[[ THE INPUT open ]]
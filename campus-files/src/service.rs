use std::path::{Path, PathBuf};
use std::time::Duration;

use campus_core::{ListingParams, TransferClient, TransferProgress, UploadFields, UploadedFile, WsClient};
use time::OffsetDateTime;
use tokio::sync::mpsc::UnboundedSender;
use tokio::task::JoinHandle;
use url::Url;

use crate::cache::{
    ListingStore, listing_cache_key, my_files_key_prefix, site_files_key_prefix,
};
use crate::error::{DownloadError, FilesError};
use crate::listing::{FileDescriptor, Listing, normalize};
use crate::location::FileLocation;
use crate::paths::resolve_download_path;

/// Sources marked for post-upload removal are deleted after this delay so
/// the transfer machinery has settled before the file disappears.
const CLEANUP_DELAY: Duration = Duration::from_millis(500);

/// What the current connection is allowed to do, as reported by the site.
#[derive(Debug, Clone, Copy, Default)]
pub struct SiteCapabilities {
    pub list_files: bool,
    pub upload_files: bool,
    pub private_files: bool,
}

/// Everything the subsystem needs from the surrounding session, passed in
/// explicitly instead of read from globals.
#[derive(Clone)]
pub struct SiteContext {
    pub ws: WsClient,
    pub transfer: TransferClient,
    pub site_id: String,
    pub user_id: i64,
    pub storage_root: PathBuf,
    pub capabilities: SiteCapabilities,
}

#[derive(Debug, Clone, Default)]
pub struct UploadOptions {
    pub file_key: Option<String>,
    pub file_name: String,
    pub mime_type: Option<String>,
    pub delete_after_upload: bool,
}

#[derive(Debug, Clone, PartialEq)]
pub struct UploadReceipt {
    pub files: Vec<UploadedFile>,
}

#[derive(Debug, Clone, PartialEq, Eq)]
pub struct MediaFile {
    pub name: String,
    pub full_path: String,
}

/// Handle to content the download orchestrator has written locally.
#[derive(Debug, Clone, PartialEq, Eq)]
pub struct DownloadedFile {
    pub path: PathBuf,
}

impl DownloadedFile {
    pub fn url(&self) -> Option<Url> {
        Url::from_file_path(&self.path).ok()
    }
}

#[derive(Clone)]
pub struct FilesService {
    ctx: SiteContext,
    cache: ListingStore,
}

impl FilesService {
    pub fn new(ctx: SiteContext) -> Self {
        Self {
            ctx,
            cache: ListingStore::default(),
        }
    }

    pub fn can_list_remote_files(&self) -> bool {
        self.ctx.capabilities.list_files
    }

    /// The feature is usable without the listing capability if uploads into
    /// the user's private area are still possible.
    pub fn is_feature_enabled(&self) -> bool {
        let caps = self.ctx.capabilities;
        caps.list_files || (caps.upload_files && caps.private_files)
    }

    /// List files under `params`, serving from cache when the key is warm.
    pub async fn list_files(&self, params: &ListingParams) -> Result<Listing, FilesError> {
        let key = listing_cache_key(params);
        if let Some(raw) = self.cache.get(&key).await {
            return normalize(&raw);
        }
        tracing::debug!(key = %key, "listing cache miss");
        let raw = self
            .ctx
            .ws
            .get_files(params)
            .await
            .map_err(FilesError::from_ws)?;
        self.cache.put(&key, raw.clone()).await;
        normalize(&raw)
    }

    pub async fn list_site_files(&self) -> Result<Listing, FilesError> {
        self.list_files(&ListingParams::default()).await
    }

    pub async fn list_my_files(&self) -> Result<Listing, FilesError> {
        self.list_files(&self.my_files_root_params()).await
    }

    /// Drop the cache entry for one directory. `path` is a serialized
    /// [`FileLocation`]; when empty, the canonical root for `root` is
    /// invalidated instead. Unrecognized roots and unparseable paths are
    /// silent no-ops: invalidation never fails outward.
    pub async fn invalidate_directory(&self, root: &str, path: &str) {
        let params = if path.is_empty() {
            match root {
                "site" => ListingParams::default(),
                "my" => self.my_files_root_params(),
                _ => return,
            }
        } else {
            match FileLocation::parse(path) {
                Some(location) => params_for_location(&location),
                None => return,
            }
        };
        self.cache.remove(&listing_cache_key(&params)).await;
    }

    pub async fn invalidate_my_files(&self) {
        self.cache.remove_prefix(&my_files_key_prefix()).await;
    }

    pub async fn invalidate_site_files(&self) {
        self.cache.remove_prefix(&site_files_key_prefix()).await;
    }

    /// Fetch a listed entry into the local store and return a handle to
    /// the written content. No internal retry; the stage that failed is
    /// carried in the error so the caller can decide.
    pub async fn download(&self, descriptor: &FileDescriptor) -> Result<DownloadedFile, FilesError> {
        let resolved =
            resolve_download_path(&self.ctx.site_id, &descriptor.link_id, &descriptor.file_name)?;
        let directory = self.ctx.storage_root.join(&resolved.directory);
        let target = self.ctx.storage_root.join(&resolved.file_path);

        let raw_url = descriptor
            .url
            .as_deref()
            .ok_or(FilesError::InvalidArgument("descriptor has no download url"))?;
        let url = self
            .ctx
            .ws
            .fix_pluginfile_url(raw_url)
            .map_err(|_| FilesError::InvalidArgument("descriptor url is not a valid url"))?;

        tokio::fs::create_dir_all(&directory)
            .await
            .map_err(|source| DownloadError::Directory {
                path: directory.clone(),
                source,
            })?;

        self.ctx
            .transfer
            .download_to_path(url.as_str(), &target)
            .await
            .map_err(|source| DownloadError::Transfer {
                url: url.to_string(),
                source,
            })?;

        tracing::debug!(path = %target.display(), "download finished");
        Ok(DownloadedFile { path: target })
    }

    /// Upload a local resource. Progress notifications, if a sender is
    /// given, all arrive before this returns. When `delete_after_upload`
    /// is set the source is scheduled for removal whether the transfer
    /// succeeded or not; removal is best-effort and unordered with respect
    /// to the caller observing the result.
    pub async fn upload(
        &self,
        uri: &str,
        options: UploadOptions,
        progress: Option<UnboundedSender<TransferProgress>>,
    ) -> Result<UploadReceipt, FilesError> {
        let upload_url = self.ctx.ws.upload_url().map_err(FilesError::from_ws)?;
        let fields = UploadFields {
            file_key: options.file_key,
            file_name: options.file_name,
            mime_type: options.mime_type,
        };
        let result = self
            .ctx
            .transfer
            .upload_from_path(upload_url.as_str(), Path::new(uri), &fields, progress)
            .await;
        if options.delete_after_upload {
            schedule_cleanup(PathBuf::from(uri));
        }
        Ok(UploadReceipt { files: result? })
    }

    /// Upload a captured or picked image. Camera captures are temporary
    /// files, so they are cleaned up; album picks are not.
    pub async fn upload_image(
        &self,
        uri: &str,
        from_album: bool,
        progress: Option<UnboundedSender<TransferProgress>>,
    ) -> Result<UploadReceipt, FilesError> {
        if uri.is_empty() {
            return Err(FilesError::InvalidArgument("empty upload uri"));
        }
        let now_millis = OffsetDateTime::now_utc().unix_timestamp_nanos() / 1_000_000;
        let options = UploadOptions {
            file_key: Some("file".to_string()),
            file_name: format!("image_{now_millis}.jpg"),
            mime_type: Some("image/jpeg".to_string()),
            delete_after_upload: !from_album,
        };
        self.upload(uri, options, progress).await
    }

    /// Upload a batch of recorded media, one independent task per file.
    /// One failing transfer does not cancel its siblings.
    pub fn upload_media(
        &self,
        files: Vec<MediaFile>,
    ) -> Vec<JoinHandle<Result<UploadReceipt, FilesError>>> {
        files
            .into_iter()
            .map(|media| {
                let service = self.clone();
                tokio::spawn(async move {
                    let options = UploadOptions {
                        file_key: None,
                        file_name: media.name,
                        mime_type: None,
                        delete_after_upload: true,
                    };
                    service.upload(&media.full_path, options, None).await
                })
            })
            .collect()
    }

    pub async fn upload_generic_file(
        &self,
        uri: &str,
        name: &str,
        mime_type: &str,
        progress: Option<UnboundedSender<TransferProgress>>,
    ) -> Result<UploadReceipt, FilesError> {
        let options = UploadOptions {
            file_key: None,
            file_name: name.to_string(),
            mime_type: Some(mime_type.to_string()),
            delete_after_upload: true,
        };
        self.upload(uri, options, progress).await
    }

    fn my_files_root_params(&self) -> ListingParams {
        ListingParams {
            contextid: -1,
            component: "user".to_string(),
            filearea: "private".to_string(),
            contextlevel: Some("user".to_string()),
            instanceid: Some(self.ctx.user_id),
            ..ListingParams::default()
        }
    }
}

fn params_for_location(location: &FileLocation) -> ListingParams {
    ListingParams {
        contextid: location.contextid,
        component: location.component.clone(),
        filearea: location.filearea.clone(),
        itemid: location.itemid,
        filepath: location.filepath.clone(),
        filename: location.filename.clone(),
        contextlevel: None,
        instanceid: None,
    }
}

fn schedule_cleanup(path: PathBuf) {
    tokio::spawn(async move {
        tokio::time::sleep(CLEANUP_DELAY).await;
        if let Err(err) = tokio::fs::remove_file(&path).await {
            tracing::debug!(path = %path.display(), %err, "post-upload cleanup skipped");
        }
    });
}
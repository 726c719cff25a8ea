mod client;
mod transfer;

pub use client::{ListingParams, RawEntry, WsClient, WsError};
pub use transfer::{
    TransferClient, TransferConfig, TransferError, TransferProgress, UploadFields, UploadedFile,
};
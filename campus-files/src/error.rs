use std::io;
use std::path::PathBuf;

use campus_core::{TransferError, WsError};
use thiserror::Error;

use crate::paths::PathError;

/// Which step of a download rejected the operation.
#[derive(Debug, Clone, Copy, PartialEq, Eq)]
pub enum DownloadStage {
    Directory,
    Transfer,
}

#[derive(Debug, Error)]
pub enum DownloadError {
    #[error("could not create directory {path}: {source}")]
    Directory {
        path: PathBuf,
        #[source]
        source: io::Error,
    },
    #[error("transfer from {url} failed: {source}")]
    Transfer {
        url: String,
        #[source]
        source: TransferError,
    },
}

impl DownloadError {
    pub fn stage(&self) -> DownloadStage {
        match self {
            DownloadError::Directory { .. } => DownloadStage::Directory,
            DownloadError::Transfer { .. } => DownloadStage::Transfer,
        }
    }
}

#[derive(Debug, Error)]
pub enum FilesError {
    #[error("invalid location: {0}")]
    InvalidLocation(#[from] PathError),
    #[error("file service unreachable: {0}")]
    RemoteUnavailable(#[source] WsError),
    #[error("listing response is missing the files collection")]
    MissingFiles,
    #[error("listing entry is missing its isdir or filename field")]
    MalformedEntry,
    #[error(transparent)]
    Download(#[from] DownloadError),
    #[error("invalid argument: {0}")]
    InvalidArgument(&'static str),
    #[error("upload failed: {0}")]
    Upload(#[from] TransferError),
}

impl FilesError {
    pub(crate) fn from_ws(err: WsError) -> Self {
        match err {
            WsError::MissingFiles => FilesError::MissingFiles,
            other => FilesError::RemoteUnavailable(other),
        }
    }
}
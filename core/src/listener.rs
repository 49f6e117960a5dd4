use crate::config::ModemConfig;
use crate::error::{ModemError, Result};
use crate::events::{ReceiverEvent, StatusSink};
use crate::frontend::CaptureDevice;
use crate::receiver::{ReceiverSession, ReceiverState};
use log::{debug, info};
use std::time::Duration;

/// Receive driver: owns the capture device and at most one session.
///
/// Every call takes `&mut self`, so ticks run to completion one at a time
/// and a tick can never re-enter the state machine.
pub struct Listener<C: CaptureDevice> {
    device: C,
    session: Option<ReceiverSession>,
}

impl<C: CaptureDevice> Listener<C> {
    pub fn new(device: C) -> Self {
        Self {
            device,
            session: None,
        }
    }

    pub fn is_listening(&self) -> bool {
        self.session.is_some()
    }

    pub fn state(&self) -> Option<ReceiverState> {
        self.session.as_ref().map(ReceiverSession::state)
    }

    pub fn device(&self) -> &C {
        &self.device
    }

    pub fn device_mut(&mut self) -> &mut C {
        &mut self.device
    }

    /// Open the capture device and begin a fresh session.
    ///
    /// Fails with `SessionActive` if already listening, or with the device's
    /// own error (`DEVICE_ERROR`) if it cannot be opened.
    pub fn start<K: StatusSink + ?Sized>(&mut self, config: &ModemConfig, sink: &mut K) -> Result<()> {
        if self.session.is_some() {
            return Err(ModemError::SessionActive);
        }
        config.validate()?;
        self.device.open()?;

        self.session = Some(ReceiverSession::new(*config));
        info!("Listening for preamble");
        sink.emit(ReceiverEvent::Listening);
        Ok(())
    }

    /// Run one step of the sampling clock.
    ///
    /// Returns `false` when not listening or when the device has no more
    /// input.
    pub fn tick<K: StatusSink + ?Sized>(&mut self, config: &ModemConfig, now: Duration, sink: &mut K) -> bool {
        let Some(session) = self.session.as_mut() else {
            return false;
        };
        if !self.device.advance(now) {
            return false;
        }
        session.tick(config, now, &mut self.device, sink);
        true
    }

    /// Halt sampling, release the device and discard any partial packet
    pub fn stop(&mut self) {
        if let Some(session) = self.session.take() {
            debug!(
                "Stopping in {:?} with {} nibbles discarded",
                session.state(),
                session.nibbles().len()
            );
            self.device.close();
        }
    }

    /// Drive the sampling clock from zero until the device runs dry.
    ///
    /// Ticks fall exactly on multiples of the tick interval. The clock runs
    /// as fast as the device answers, which suits recorded input; live
    /// devices are expected to block in `advance` until `now` is reached.
    pub fn run<K: StatusSink + ?Sized>(&mut self, config: &ModemConfig, sink: &mut K) -> Result<()> {
        self.start(config, sink)?;
        let interval = config.tick_interval();
        let mut k: u32 = 0;
        while self.tick(config, interval * k, sink) {
            k += 1;
        }
        debug!("Input exhausted after {} ticks", k);
        self.stop();
        Ok(())
    }
}

impl<C: CaptureDevice> Drop for Listener<C> {
    fn drop(&mut self) {
        self.stop();
    }
}
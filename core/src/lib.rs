//! Acoustic data modem: carries text and image payloads over audio tones
//!
//! Each nibble of a packet is sent as one of 16 tones, preceded by a
//! sustained out-of-band preamble tone. The receiver is a polled state
//! machine (IDLE → SYNC → DATA) that majority-votes several spectral
//! snapshots per symbol window.

pub mod error;
pub mod config;
pub mod framing;
pub mod tones;
pub mod frontend;
pub mod detector;
pub mod encoder;
pub mod events;
pub mod receiver;
pub mod listener;
pub mod render;
pub mod spectrum;
pub mod channel;

pub use channel::ToneChannel;
pub use config::ModemConfig;
pub use encoder::{Payload, TransmissionPlan, Transmitter};
pub use frontend::{CaptureDevice, PlaybackDevice, ScheduledTone, SpectrumSampler, ToneGenerator};
pub use error::{DecodeError, ModemError, Result};
pub use events::{LogSink, Packet, ReceiverEvent, StatusSink};
pub use framing::{Header, PacketType};
pub use listener::Listener;
pub use receiver::{ReceiverSession, ReceiverState};
pub use render::ToneRenderer;
pub use spectrum::RecordedSignal;

use std::time::Duration;

// Wire format
pub const MAGIC: [u8; 4] = [0x41, 0x43, 0x53, 0x54]; // "ACST"
pub const HEADER_SIZE: usize = 16;
pub const HEADER_NIBBLES: usize = HEADER_SIZE * 2; // 32
pub const NUM_TONES: usize = 16;

// Preamble: one sustained tone below the data band
pub const PREAMBLE_FREQUENCY_HZ: f32 = 600.0;
pub const PREAMBLE_SYMBOLS: u32 = 3;
pub const PREAMBLE_CONFIRM_SYMBOLS: u32 = 1;
pub const GUARD_SYMBOLS: u32 = 1;

// Tone shaping
pub const TONE_FILL_RATIO: f64 = 0.85;
pub const FADE_DURATION: Duration = Duration::from_millis(5);
pub const DEFAULT_TONE_GAIN: f32 = 0.5;

// Receiver timing
pub const TICKS_PER_SYMBOL: u32 = 5;
pub const DATA_TIMEOUT: Duration = Duration::from_secs(45);
pub const SILENCE_FINALIZE_WINDOWS: u32 = 5;
pub const SILENCE_ABANDON_WINDOWS: u32 = 12;
pub const COOLDOWN: Duration = Duration::from_millis(1500);

// Reference audio front end
pub const DEFAULT_SAMPLE_RATE: u32 = 16000;
pub const ANALYSIS_WINDOW_MS: u32 = 32;
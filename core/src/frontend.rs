//! Seams to the audio hardware.
//!
//! Tone playback, microphone capture and spectral analysis live outside the
//! protocol. The modem only needs to schedule tones and to read one
//! normalized magnitude per frequency of interest.

use crate::error::Result;
use std::time::Duration;

/// A sine tone placed on the output timeline
#[derive(Debug, Clone, Copy, PartialEq)]
pub struct ScheduledTone {
    pub frequency: f32,
    /// Offset from the start of the transmission
    pub start: Duration,
    pub duration: Duration,
    /// Peak amplitude, 0..1
    pub gain: f32,
    /// Length of the linear fade-in and fade-out
    pub ramp: Duration,
}

impl ScheduledTone {
    pub fn end(&self) -> Duration {
        self.start + self.duration
    }

    /// Linear envelope value at `t` (relative to the transmission start)
    pub fn envelope_at(&self, t: Duration) -> f32 {
        if t < self.start || t >= self.end() {
            return 0.0;
        }
        let into = (t - self.start).as_secs_f32();
        let left = (self.end() - t).as_secs_f32();
        let ramp = self.ramp.as_secs_f32();
        if ramp <= 0.0 {
            return 1.0;
        }
        (into / ramp).min(left / ramp).min(1.0)
    }
}

pub trait ToneGenerator {
    fn schedule_tone(&mut self, tone: &ScheduledTone) -> Result<()>;
}

/// Output device; tones scheduled after `open` play without further attention
pub trait PlaybackDevice: ToneGenerator {
    fn open(&mut self) -> Result<()>;
    fn close(&mut self);
}

pub trait SpectrumSampler {
    /// One normalized [0, 1] magnitude per requested frequency, in order
    fn magnitudes(&mut self, frequencies: &[f32]) -> Vec<f32>;
}

/// Input device backing a receive session
pub trait CaptureDevice: SpectrumSampler {
    fn open(&mut self) -> Result<()>;
    fn close(&mut self);

    /// Move the analysis snapshot to `now` (time since the device opened).
    ///
    /// Live devices ignore the argument. Returns `false` once no further
    /// input will arrive.
    fn advance(&mut self, now: Duration) -> bool;
}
[[ THE INPUT closed ]]
> PROBLEM STATEMENT
Starting at the line that contains "a receive session", write out every line through the last one in the data above, exactly as it stands.

> WRITTEN RESPONSE
/// Input device backing a receive session
pub trait CaptureDevice: SpectrumSampler {
    fn open(&mut self) -> Result<()>;
    fn close(&mut self);

    /// Move the analysis snapshot to `now` (time since the device opened).
    ///
    /// Live devices ignore the argument. Returns `false` once no further
    /// input will arrive.
    fn advance(&mut self, now: Duration) -> bool;
}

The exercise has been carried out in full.